On 1.04.2022 02:08, Sean Christopherson wrote:
On Fri, Apr 01, 2022, Maciej S. Szmigiero wrote:
On 31.03.2022 01:20, Sean Christopherson wrote:
Re-executing the INTn is wrong, the instruction has already completed decode and
execution. E.g. if there's there's a code breakpoint on the INTn, rewinding will
cause a spurious #DB.
KVM's INT3 shenanigans are bonkers, but I guess there's no better option given
that the APM says "Software interrupts cannot be properly injected if the processor
does not support the NextRIP field.". What a mess.
Note that KVM currently always tries to re-execute the current instruction
when asked to re-inject a #BP or a #OF, even when nrips are enabled.
Yep, and my vote is to fix that.
The only issue I have with making SVM re-inject a #BP or a #OF in the
nrips case is that this might introduce some regression with respect to
host-side guest debugging.
On the other hand, VMX does re-inject these unconditionally so it might
not be a problem after all.
Also, #BP (and #OF, too) is returned as type SVM_EXITINTINFO_TYPE_EXEPT,
not as SVM_EXITINTINFO_TYPE_SOFT (soft interrupt), so it should be
re-injected accordingly.
Ahhh, SVM doesn't differentiate between software exceptions and hardware exceptions.
Finally found the relevant section in the APM:
Despite the instruction name, the events raised by the INT1 (also known as ICEBP),
INT3 and INTO instructions (opcodes F1h, CCh and CEh) are considered exceptions for
the purposes of EXITINTINFO, not software interrupts. Only events raised by the INTn
instruction (opcode CDh) are considered software interrupts.
VMX has separate identifiers for software interrupts and for software exceptions,
I guess the sentence above was supposed to read "for *hardware exceptions*
and for software exceptions", just like in the previous paragraph about SVM.
where as SVM unconditionally treats #BP and #OF as soft:
Injecting an exception (TYPE = 3) with vectors 3 or 4 behaves like a trap raised by
INT3 and INTO instructions
Now I'm curious why Intel doesn't do the same...
Perhaps it's just a result of VMX and SVM being developed independently,
in parallel.
Anyways, for the common nrips=true case, I strongly prefer that we properly fix
the non-nested case and re-inject software interrupts, which should in turn
naturally fix this nested case.
This would also need making the #BP or #OF current instruction
re-execution conditional on (at least) nrips support.
I am not sure, however, whether this won't introduce any regressions.
That's why this patch set changed the behavior here only for the
L1 -> L2 case.
Another issue is whether a L1 hypervisor can legally inject a #VC
into its L2 (since these are never re-injected).
I would expect to work, and it's easy to find out. I know VMX allows injecting
non-existent exceptions, but the APM is vague as usual and says VMRUN will fail...
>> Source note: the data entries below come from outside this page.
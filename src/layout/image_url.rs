//! Cover image URL classification.
//!
//! Resizing happens in an external edge service, so this module never rewrites
//! a URL. It decides whether a URL is usable at all and reports origins that
//! upstream normalization should already have migrated:
//!
//! | Origin | Result | Diagnostic |
//! |---|---|---|
//! | empty / malformed | `None` | error |
//! | optimized object storage or asset subdomain | unchanged | — |
//! | image-resizing path prefix | unchanged | — |
//! | legacy content CDN | unchanged | warning |
//! | anything else | unchanged | — |
//!
//! Classification is plain string and host matching; no regexes, no I/O.

use super::ImageDimensions;
use crate::config::ImagesConfig;
use crate::diagnostics::{Diagnostics, TracingDiagnostics};
use serde::{Deserialize, Serialize};
use std::sync::LazyLock;
use url::Url;

/// Requested output format. Carried for interface stability; the edge
/// service negotiates the actual format.
#[derive(Debug, Clone, Copy, Default, PartialEq, Eq, Serialize, Deserialize)]
#[serde(rename_all = "lowercase")]
pub enum ImageFormat {
    Webp,
    Avif,
    #[default]
    Auto,
}

/// Where a well-formed image URL points.
#[derive(Debug, Clone, Copy, PartialEq, Eq)]
pub enum ImageOrigin {
    OptimizedStorage,
    ResizePath,
    LegacyCdn,
    Other,
}

impl ImageOrigin {
    pub fn label(self) -> &'static str {
        match self {
            ImageOrigin::OptimizedStorage => "optimized storage",
            ImageOrigin::ResizePath => "image-resizing path",
            ImageOrigin::LegacyCdn => "legacy CDN",
            ImageOrigin::Other => "other",
        }
    }
}

/// Classifies cover image URLs against a set of known origins.
pub struct ImageUrlClassifier<'a> {
    origins: &'a ImagesConfig,
    diagnostics: &'a dyn Diagnostics,
}

impl<'a> ImageUrlClassifier<'a> {
    pub fn new(origins: &'a ImagesConfig, diagnostics: &'a dyn Diagnostics) -> Self {
        Self {
            origins,
            diagnostics,
        }
    }

    /// Classify a URL. Returns `None` when it is empty or malformed.
    ///
    /// Root-relative URLs (`/cdn-cgi/image/...`) are classified by path only.
    pub fn classify(&self, url: &str) -> Option<ImageOrigin> {
        let url = url.trim();
        if url.is_empty() {
            return None;
        }

        if url.starts_with('/') && !url.starts_with("//") {
            return Some(if self.is_resize_path(url) {
                ImageOrigin::ResizePath
            } else {
                ImageOrigin::Other
            });
        }

        let parsed = if url.starts_with("//") {
            Url::parse(&format!("https:{url}"))
        } else {
            Url::parse(url)
        }
        .ok()?;

        if !matches!(parsed.scheme(), "http" | "https") {
            return None;
        }
        let host = parsed.host_str()?;

        if self.is_optimized_host(host) {
            Some(ImageOrigin::OptimizedStorage)
        } else if self.is_resize_path(parsed.path()) {
            Some(ImageOrigin::ResizePath)
        } else if self.is_legacy_host(host) {
            Some(ImageOrigin::LegacyCdn)
        } else {
            Some(ImageOrigin::Other)
        }
    }

    /// Pass a cover image URL through, or reject it.
    ///
    /// `dimensions` and `format` do not change the result; the edge service
    /// resizes from the URL alone.
    pub fn transform(
        &self,
        source: Option<&str>,
        _dimensions: &ImageDimensions,
        _format: ImageFormat,
    ) -> Option<String> {
        let Some(source) = source else {
            self.diagnostics.error("missing image URL", "");
            return None;
        };

        let Some(origin) = self.classify(source) else {
            self.diagnostics.error("invalid image URL", source);
            return None;
        };

        let url = source.trim();
        if origin == ImageOrigin::LegacyCdn {
            self.diagnostics.warn(
                "legacy CDN image URL reached the classifier; expected it to be migrated upstream",
                url,
            );
        }
        Some(url.to_string())
    }

    fn is_optimized_host(&self, host: &str) -> bool {
        if self
            .origins
            .optimized_host_suffixes
            .iter()
            .any(|suffix| host.ends_with(suffix.as_str()))
        {
            return true;
        }
        let mut labels = host.split('.');
        let first = labels.next().unwrap_or_default();
        labels.count() >= 2 && self.origins.asset_subdomains.iter().any(|s| s == first)
    }

    fn is_resize_path(&self, path: &str) -> bool {
        self.origins
            .resize_path_prefixes
            .iter()
            .any(|prefix| path.starts_with(prefix.as_str()))
    }

    fn is_legacy_host(&self, host: &str) -> bool {
        self.origins.legacy_cdn_hosts.iter().any(|legacy| {
            host == legacy
                || host
                    .strip_suffix(legacy.as_str())
                    .is_some_and(|rest| rest.ends_with('.'))
        })
    }
}

static STOCK_ORIGINS: LazyLock<ImagesConfig> = LazyLock::new(ImagesConfig::default);

/// Classify with the stock origin lists, reporting through `tracing`.
pub fn transform_image_url(
    source: Option<&str>,
    dimensions: &ImageDimensions,
    format: ImageFormat,
) -> Option<String> {
    ImageUrlClassifier::new(&STOCK_ORIGINS, &TracingDiagnostics).transform(source, dimensions, format)
}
I've done a quick test right now and a VMRUN attempt with #VC event
injection does seem to fail.
So we don't need to worry about not re-injecting a #VC.
If the VMM attempts to inject an event that is impossible for the guest mode
We still need L1 -> L2 event injection detection to restore the NextRIP
field when re-injecting an event that uses it.
You lost me on this one. KVM L0 is only (and always!) responsible for saving the
relevant info into vmcb12, why does it need to detect where the vectoring exception
came from?
Look at the description of patch 4 of this patch set - after some
L2 VMEXITs handled by L0 (in other words, which do *not* result in
a nested VMEXIT to L1) the VMCB02 NextRIP field will be zero
(APM 15.7.1 "State Saved on Exit" describes when this happens).
If we attempt to re-inject some types of events with the NextRIP field
being zero the return address pushed on stack will also be zero, which
will obviously do bad things to the L2 when it returns from
an (exception|interrupt) handler.
And for nrips=false, my vote is to either punt
and document it as a "KVM erratum", or straight up make nested require nrips.
A quick Internet search shows that the first CPUs with NextRIP were the
second-generation Family 10h CPUs (Phenom II, Athlon II, etc.).
They started being released in early 2009, so we probably don't need to
worry about the non-nrips case too much.
For the nested case, orthodox reading of the aforementioned APM sentence
would mean that a L1 hypervisor is not allowed either to make use of such
event injection in the non-nrips case.
Heh, my reading of it is that it's not disallowed, it just won't work correctly,
i.e. the INTn won't be skipped.
Either way, we probably don't need to worry that this case don't get handled
100% right.
Thanks,
Maciej